##### EXERCISE INPUTS
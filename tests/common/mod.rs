//! Common test utilities
#![allow(dead_code)]

use chrono::{DateTime, TimeZone, Utc};
use std::sync::Arc;
use std::time::Duration;

use core_ledger::domain::{
    AccountId, AccountStatus, Clock, Currency, FixedClock, HolderId, Money,
};
use core_ledger::ledger::{OpenAccountCommand, PostEntryCommand};
use core_ledger::{EngineConfig, InMemoryLedgerStore, LedgerEngine, LedgerStore};

pub fn start_time() -> DateTime<Utc> {
    Utc.with_ymd_and_hms(2025, 3, 10, 9, 30, 0).unwrap()
}

pub fn usd(amount_minor: i64) -> Money {
    Money::new(amount_minor, Currency::USD)
}

/// Engine over a fresh store, a pinned clock, and a USD cash account
pub struct TestLedger<S: LedgerStore = InMemoryLedgerStore> {
    pub engine: Arc<LedgerEngine<S>>,
    pub clock: Arc<FixedClock>,
    pub cash: AccountId,
}

/// In-memory ledger with default retry policy
pub async fn setup() -> TestLedger {
    setup_with_lock_timeout(Duration::from_secs(5)).await
}

pub async fn setup_with_lock_timeout(lock_timeout: Duration) -> TestLedger {
    setup_with_store(InMemoryLedgerStore::with_lock_timeout(lock_timeout)).await
}

pub async fn setup_with_store<S: LedgerStore>(store: S) -> TestLedger<S> {
    let clock = Arc::new(FixedClock::new(start_time()));
    let engine_clock: Arc<dyn Clock> = clock.clone();
    let config = EngineConfig {
        max_retries: 3,
        retry_backoff: Duration::from_millis(1),
    };
    let engine = Arc::new(LedgerEngine::with_config(store, config, engine_clock));

    let cash = AccountId::new();
    engine
        .ensure_system_account(cash, Currency::USD)
        .await
        .expect("Failed to create cash account");

    TestLedger { engine, clock, cash }
}

impl<S: LedgerStore> TestLedger<S> {
    /// ACTIVE USD account funded by a cash deposit
    pub async fn open_funded(&self, balance: i64) -> AccountId {
        self.open_with_overdraft(balance, 0).await
    }

    pub async fn open_with_overdraft(&self, balance: i64, overdraft_limit_minor: i64) -> AccountId {
        let account = self
            .engine
            .open_account(
                OpenAccountCommand::new(HolderId::new(), Currency::USD)
                    .with_overdraft_limit(overdraft_limit_minor)
                    .active(),
            )
            .await
            .expect("Failed to open account");

        if balance > 0 {
            self.deposit(account.id(), balance).await;
        }
        account.id()
    }

    /// Account in the given status with zero balance
    pub async fn open_in_status(&self, status: AccountStatus) -> AccountId {
        let account = self
            .engine
            .open_account(OpenAccountCommand::new(HolderId::new(), Currency::USD))
            .await
            .expect("Failed to open account");

        match status {
            AccountStatus::Pending => {}
            AccountStatus::Active => {
                self.activate(account.id()).await;
            }
            AccountStatus::Blocked | AccountStatus::Closed => {
                self.activate(account.id()).await;
                self.engine
                    .change_account_status(account.id(), status)
                    .await
                    .expect("Failed to change status");
            }
        }
        account.id()
    }

    async fn activate(&self, id: AccountId) {
        self.engine
            .change_account_status(id, AccountStatus::Active)
            .await
            .expect("Failed to activate account");
    }

    pub async fn deposit(&self, account_id: AccountId, amount_minor: i64) {
        self.engine
            .post_entry(PostEntryCommand::cash_deposit(self.cash, account_id, usd(amount_minor)))
            .await
            .expect("Failed to post cash deposit");
    }

    pub async fn balance(&self, account_id: AccountId) -> i64 {
        self.engine
            .get_balance(account_id)
            .await
            .expect("Failed to read balance")
            .amount_minor()
    }
}

// =========================================================================
// PostgreSQL
// =========================================================================

const SCHEMA: &str = include_str!("../../migrations/001_ledger_schema.sql");

/// Connect to `DATABASE_URL`, apply the schema and empty every ledger table
pub async fn setup_test_db() -> sqlx::PgPool {
    dotenvy::dotenv().ok();
    let database_url = std::env::var("DATABASE_URL").expect("DATABASE_URL must be set for tests");

    let pool = sqlx::postgres::PgPoolOptions::new()
        .max_connections(10)
        .connect(&database_url)
        .await
        .expect("Failed to connect to DB");

    for statement in SCHEMA.split(';').map(str::trim).filter(|s| !s.is_empty()) {
        sqlx::query(statement)
            .execute(&pool)
            .await
            .expect("Failed to apply schema");
    }

    sqlx::query("TRUNCATE TABLE transfers, journal_entry_lines, journal_entries, accounts CASCADE")
        .execute(&pool)
        .await
        .expect("Failed to clean up DB");

    pool
}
##########
> [PROBLEM TO WORK ON] Transcribe all of the entries without altering anything.

> [FINAL ANSWER]
filename tests/common/mod.rs
//! Common test utilities
#![allow(dead_code)]

use chrono::{DateTime, TimeZone, Utc};
use std::sync::Arc;
use std::time::Duration;

use core_ledger::domain::{
    AccountId, AccountStatus, Clock, Currency, FixedClock, HolderId, Money,
};
use core_ledger::ledger::{OpenAccountCommand, PostEntryCommand};
use core_ledger::{EngineConfig, InMemoryLedgerStore, LedgerEngine, LedgerStore};

pub fn start_time() -> DateTime<Utc> {
    Utc.with_ymd_and_hms(2025, 3, 10, 9, 30, 0).unwrap()
}

pub fn usd(amount_minor: i64) -> Money {
    Money::new(amount_minor, Currency::USD)
}

/// Engine over a fresh store, a pinned clock, and a USD cash account
pub struct TestLedger<S: LedgerStore = InMemoryLedgerStore> {
    pub engine: Arc<LedgerEngine<S>>,
    pub clock: Arc<FixedClock>,
    pub cash: AccountId,
}

/// In-memory ledger with default retry policy
pub async fn setup() -> TestLedger {
    setup_with_lock_timeout(Duration::from_secs(5)).await
}

pub async fn setup_with_lock_timeout(lock_timeout: Duration) -> TestLedger {
    setup_with_store(InMemoryLedgerStore::with_lock_timeout(lock_timeout)).await
}

pub async fn setup_with_store<S: LedgerStore>(store: S) -> TestLedger<S> {
    let clock = Arc::new(FixedClock::new(start_time()));
    let engine_clock: Arc<dyn Clock> = clock.clone();
    let config = EngineConfig {
        max_retries: 3,
        retry_backoff: Duration::from_millis(1),
    };
    let engine = Arc::new(LedgerEngine::with_config(store, config, engine_clock));

    let cash = AccountId::new();
    engine
        .ensure_system_account(cash, Currency::USD)
        .await
        .expect("Failed to create cash account");

    TestLedger { engine, clock, cash }
}

impl<S: LedgerStore> TestLedger<S> {
    /// ACTIVE USD account funded by a cash deposit
    pub async fn open_funded(&self, balance: i64) -> AccountId {
        self.open_with_overdraft(balance, 0).await
    }

    pub async fn open_with_overdraft(&self, balance: i64, overdraft_limit_minor: i64) -> AccountId {
        let account = self
            .engine
            .open_account(
                OpenAccountCommand::new(HolderId::new(), Currency::USD)
                    .with_overdraft_limit(overdraft_limit_minor)
                    .active(),
            )
            .await
            .expect("Failed to open account");

        if balance > 0 {
            self.deposit(account.id(), balance).await;
        }
        account.id()
    }

    /// Account in the given status with zero balance
    pub async fn open_in_status(&self, status: AccountStatus) -> AccountId {
        let account = self
            .engine
            .open_account(OpenAccountCommand::new(HolderId::new(), Currency::USD))
            .await
            .expect("Failed to open account");

        match status {
            AccountStatus::Pending => {}
            AccountStatus::Active => {
                self.activate(account.id()).await;
            }
            AccountStatus::Blocked | AccountStatus::Closed => {
                self.activate(account.id()).await;
                self.engine
                    .change_account_status(account.id(), status)
                    .await
                    .expect("Failed to change status");
            }
        }
        account.id()
    }

    async fn activate(&self, id: AccountId) {
        self.engine
            .change_account_status(id, AccountStatus::Active)
            .await
            .expect("Failed to activate account");
    }

    pub async fn deposit(&self, account_id: AccountId, amount_minor: i64) {
        self.engine
            .post_entry(PostEntryCommand::cash_deposit(self.cash, account_id, usd(amount_minor)))
            .await
            .expect("Failed to post cash deposit");
    }

    pub async fn balance(&self, account_id: AccountId) -> i64 {
        self.engine
            .get_balance(account_id)
            .await
            .expect("Failed to read balance")
            .amount_minor()
    }
}

// =========================================================================
// PostgreSQL
// =========================================================================

const SCHEMA: &str = include_str!("../../migrations/001_ledger_schema.sql");

/// Connect to `DATABASE_URL`, apply the schema and empty every ledger table
pub async fn setup_test_db() -> sqlx::PgPool {
    dotenvy::dotenv().ok();
    let database_url = std::env::var("DATABASE_URL").expect("DATABASE_URL must be set for tests");

    let pool = sqlx::postgres::PgPoolOptions::new()
        .max_connections(10)
        .connect(&database_url)
        .await
        .expect("Failed to connect to DB");

    for statement in SCHEMA.split(';').map(str::trim).filter(|s| !s.is_empty()) {
        sqlx::query(statement)
            .execute(&pool)
            .await
            .expect("Failed to apply schema");
    }

    sqlx::query("TRUNCATE TABLE transfers, journal_entry_lines, journal_entries, accounts CASCADE")
        .execute(&pool)
        .await
        .expect("Failed to clean up DB");

    pool
}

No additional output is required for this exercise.